[Assignment]: Wherever the word "thumbnail" shows up in the data, report the line it sits in.

Records drawn from a dataset:
=======

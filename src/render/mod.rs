//! Mounting generator output into the background container.

pub mod layer;
pub mod renderer;
pub mod thumbnail;

pub use layer::WrapperStyle;
pub use renderer::{BackgroundRenderer, Mounted, MountedContent};
pub use thumbnail::{Thumbnail, render_thumbnail};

=======

[Answer to this exercise]:
pub mod thumbnail;
pub use thumbnail::{Thumbnail, render_thumbnail};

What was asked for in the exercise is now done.